Wir dagegen gehen davon aus, dass Werte wichtig und wertvoll sind, auch wenn
sie uns nicht immer bewusst präsent sind. So ist es übrigens auch beim schon
besprochenen Wert Sinn: In den uns (nachträglich) am meisten mit Sinn gesättigt
erscheinenden Situationen denken wir überhaupt nicht an Sinn, und wenn wir
bewusst danach suchen müssen, ist er am weitesten weg.
Vom
Wert Sinn lernen wir einen grundsätzlichen Zusammenhang: Mehr Sinn bedeutet
mehr Lebensqualität. Auch diese Gleichung geht natürlich nicht ewig auf, wenn
wir zu viel Energie in die Sinn-Suche stecken, fehlt uns diese in anderen
Lebensqualitäts-Sphären. Doch abgesehen davon gilt: Je besser wir unsere Werte
verwirklichen können, desto besser ist unsere Lebensqualität.
Wenn
Werte einen Idealzustand beschreiben, dann kann unsere reale Situation diesem
Ideal mehr oder weniger nahe kommen. Je näher wir am Idealzustand sind, desto
besser haben wir unsere Werte verwirklicht, und umso besser ist unsere
Lebensqualität. In diese Formel müssen wir allerdings noch die unterschiedliche
Gewichtung einzelner Werte einfließen lassen.
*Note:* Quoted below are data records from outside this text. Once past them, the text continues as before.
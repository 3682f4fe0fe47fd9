//! Database query helpers for listing the transactions in a month.

use sqlx::SqlitePool;
use time::Month;

use crate::{
    Error,
    month::{MONTH_CONDITION, month_number},
    pagination::Page,
};

use super::core::Transaction;

/// Matches rows where the LIKE pattern bound to `?2` is found in the title,
/// description or price. Binding `NULL` for the pattern matches every row.
const SEARCH_CONDITION: &str = "(?2 IS NULL \
    OR title LIKE ?2 ESCAPE '\\' \
    OR description LIKE ?2 ESCAPE '\\' \
    OR CAST(price AS TEXT) LIKE ?2 ESCAPE '\\')";

/// The rows to include when listing or counting transactions.
#[derive(Debug, Clone, Default, PartialEq, Eq)]
pub struct TransactionFilter {
    /// Only include transactions sold in this calendar month, in any year.
    ///
    /// `None` matches no transactions.
    pub month: Option<Month>,
    /// Only include transactions whose title, description or price contain
    /// this text, ignoring case.
    pub search: Option<String>,
}

impl TransactionFilter {
    /// Create a filter for `month` and an optional `search` term.
    ///
    /// Search terms that are empty after trimming whitespace are ignored.
    pub fn new(month: Option<Month>, search: Option<&str>) -> Self {
        let search = search
            .map(str::trim)
            .filter(|search| !search.is_empty())
            .map(str::to_owned);

        Self { month, search }
    }

    fn search_pattern(&self) -> Option<String> {
        self.search.as_deref().map(like_pattern)
    }
}

/// Build a LIKE pattern that matches `search` anywhere in a string.
///
/// The wildcards `%` and `_` in `search` are escaped so they only match
/// themselves.
fn like_pattern(search: &str) -> String {
    let mut pattern = String::with_capacity(search.len() + 2);
    pattern.push('%');

    for character in search.chars() {
        if matches!(character, '\\' | '%' | '_') {
            pattern.push('\\');
        }
        pattern.push(character);
    }

    pattern.push('%');
    pattern
}

/// Get one page of the transactions matching `filter`, in order of ID.
///
/// # Errors
/// Returns [Error::ConnectionUnavailable] if no database connection could be
/// acquired, or [Error::SqlError] if the query fails.
pub async fn list_transactions(
    filter: &TransactionFilter,
    page: Page,
    pool: &SqlitePool,
) -> Result<Vec<Transaction>, Error> {
    let query = format!(
        "SELECT id, title, description, price, image, date_of_sale, sold, category \
        FROM product_transaction \
        WHERE {MONTH_CONDITION} AND {SEARCH_CONDITION} \
        ORDER BY id ASC \
        LIMIT ?3 OFFSET ?4"
    );

    let transactions = sqlx::query_as(&query)
        .bind(month_number(filter.month))
        .bind(filter.search_pattern())
        .bind(page.limit())
        .bind(page.offset())
        .fetch_all(pool)
        .await?;

    Ok(transactions)
}

/// Count all of the transactions matching `filter`, ignoring pagination.
///
/// # Errors
/// Returns [Error::ConnectionUnavailable] if no database connection could be
/// acquired, or [Error::SqlError] if the query fails.
pub async fn count_transactions(
    filter: &TransactionFilter,
    pool: &SqlitePool,
) -> Result<i64, Error> {
    let query = format!(
        "SELECT COUNT(*) FROM product_transaction WHERE {MONTH_CONDITION} AND {SEARCH_CONDITION}"
    );

    let count = sqlx::query_scalar(&query)
        .bind(month_number(filter.month))
        .bind(filter.search_pattern())
        .fetch_one(pool)
        .await?;

    Ok(count)
}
Wenn ein Wert uns sehr wichtig
ist, bringt seine Realisierung einen höheren Zuwachs an Lebensqualität als bei
einem weniger wichtigen Wert.
Damit
sind wir bei einem Phänomen, das eigentlich selbstverständlich ist und dennoch
leicht übersehen wird: Es gibt unterschiedliche Werte von unterschiedlicher
subjektiver Bedeutung. Ihre Werte sind also nicht automatisch auch meine Werte
– und umgekehrt. Ignorieren wir diese potenzielle Diskrepanz, entstehen
daraus leicht wüste Kommunikationsstörungen.
Tatsächlich
gehört das Wort Wert zu jenen, die gerne nur im eingeschränkten Sinne verwendet
werden, frei nach dem Motto „Werte sind das, was ich (oder meine Gruppe) dafür
hält.“ Christliche Fundamentalisten etwa setzen Werte gleich mit einer
konservativen Sexualmoral. Und wenn man den Verursachern der Finanzkrise
vorwirft, sie hätten keine Werte gehabt, so stimmt das nicht. Sie haben sich
sehr wohl an Werten orientiert – nur leider an den falschen.
Wir
dagegen wissen, dass auch die Werte, die für unsere Lebensqualität wichtig
sind, eine höchst subjektive Landschaft bilden. Und deshalb sollten wir uns
nicht durch einen eingeschränkten Werte-Begriff einengen lassen, sondern den
Trichter der für uns möglicherweise wichtigen Werte zu Beginn möglichst weit
öffnen.
Das
führt uns allerdings in arge Komplexitäts-Probleme. Ich habe mal versucht,
mögliche Werte zu formulieren, und bin, ohne den Anspruch, bereits wirklich
vollständig zu sein, auf eine Liste mit nicht weniger als 175 Einzel-Werten
gekommen. Freundlicherweise haben ein paar hundert Menschen in einem
entsprechenden Fragebogen diese 175 Einzel-Werte nach ihrer subjektiven
Bedeutung eingestuft. So konnte ich sehen, ob es in dieser kaum mehr zu
überblickenden Menge an Werten so etwas wie Muster oder Strukturen gibt,
bestehend aus Werten, die gehäuft gemeinsam auftreten.
Solche
Muster gibt es, doch sie helfen nur bedingt bei der Reduktion der vorhandenen
Komplexität. Statistische Analysen liefern zwar erste Ahnungen von Mustern,
doch um daraus sinnvolle Sphären zu bilden, braucht es zusätzlich eigene
Überlegungen – und die wiederum können nicht anders sein als subjektiv.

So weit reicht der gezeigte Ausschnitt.